Pleiotropic adipose Treg subsets, defined by Atf3 expression, modulate adipocyte energy expenditure and weight loss

Abstract

Abstract Chronic obesity occurs when there is imbalance between caloric intake and energy expenditure. It is now clear that immune cells, through their communication with adipocytes, can drive or suppress adipocyte energy expenditure, thus regulating weight gain and obesity. Adipose tissue resident regulatory T cells (aTregs) are a dominant, unique CD4+ T cell population in the adipose tissue depots of mice and humans. Here we show that the transcription factor Activating Transcription Factor 3 (Atf3), defines a population of aTregs that secrete opioid-like peptides called Methionine-Enkephalins (Met-Enk). We show that aTreg-derived Met-Enk increases adipocyte function and energy expenditure by upregulating Uncoupling Protein 1 (Ucp-1) and other genes associated with adipocyte thermogenesis.

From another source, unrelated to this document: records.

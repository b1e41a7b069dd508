use serde::{Deserialize, Serialize};
use std::collections::BTreeMap;
use time::OffsetDateTime;

#[cfg(feature = "entity-conversions")]
mod conv;

#[cfg(feature = "entity-conversions")]
pub use conv::ConversionError;

#[rustfmt::skip]
#[derive(Serialize, Deserialize)]
#[cfg_attr(feature = "extra-derive", derive(Debug, Clone, PartialEq, Eq))]
#[serde(rename_all = "camelCase")]
pub struct Feedback {
    pub id          : String,
    pub author_id   : String,
    pub author_name : String,
    pub rating      : u8,
    pub comment     : String,
    pub subject     : String,
    #[serde(with = "time::serde::rfc3339")]
    pub created_at  : OffsetDateTime,
    pub sentiment   : Sentiment,
}

#[derive(Serialize, Deserialize)]
#[cfg_attr(
    feature = "extra-derive",
    derive(Debug, Clone, Copy, PartialEq, Eq, Hash)
)]
#[serde(rename_all = "lowercase")]
pub enum Sentiment {
    Positive,
    Neutral,
    Negative,
}

#[derive(Serialize, Deserialize)]
#[cfg_attr(feature = "extra-derive", derive(Debug, Clone, PartialEq, Eq))]
pub struct User {
    pub id: String,
    pub name: String,
    pub email: String,
    pub role: UserRole,
}

#[derive(Serialize, Deserialize)]
#[cfg_attr(feature = "extra-derive", derive(Debug, Clone, Copy, PartialEq, Eq))]
#[serde(rename_all = "SCREAMING_SNAKE_CASE")]
pub enum UserRole {
    Customer,
    Admin,
}

/// A registered account of the mock user directory.
#[derive(Serialize, Deserialize)]
#[cfg_attr(feature = "extra-derive", derive(Debug, Clone, PartialEq, Eq))]
pub struct Account {
    #[serde(flatten)]
    pub user: User,
    pub password: String,
}

#[derive(Serialize, Deserialize)]
#[cfg_attr(feature = "extra-derive", derive(Debug, Clone, Copy, PartialEq, Eq))]
pub struct SentimentDistribution {
    pub positive: usize,
    pub neutral: usize,
    pub negative: usize,
}

#[derive(Serialize, Deserialize)]
#[cfg_attr(feature = "extra-derive", derive(Debug, Clone, PartialEq))]
#[serde(rename_all = "camelCase")]
pub struct Summary {
    pub total_count: usize,
    pub average_rating: f64,
    pub sentiment_distribution: SentimentDistribution,
    pub subject_distribution: BTreeMap<String, usize>,
    pub rating_distribution: BTreeMap<u8, usize>,
}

Loss of Atf3 expression in aTregs, resulted in loss of Met-Enk expressing aTregs and conversely, resulted in increased Interelukin-10 (IL-10)-secreting aTregs. Physiologically, Atf3+ aTregs are required to maintain metabolic homeostasis and loss of Atf3+ aTregs increased insulin resistance in mice. Taken together, our data reveal that distinct aTreg populations with unique gene expression and cytokine secretion profiles, work together to modulate adipocyte function and energy expenditure.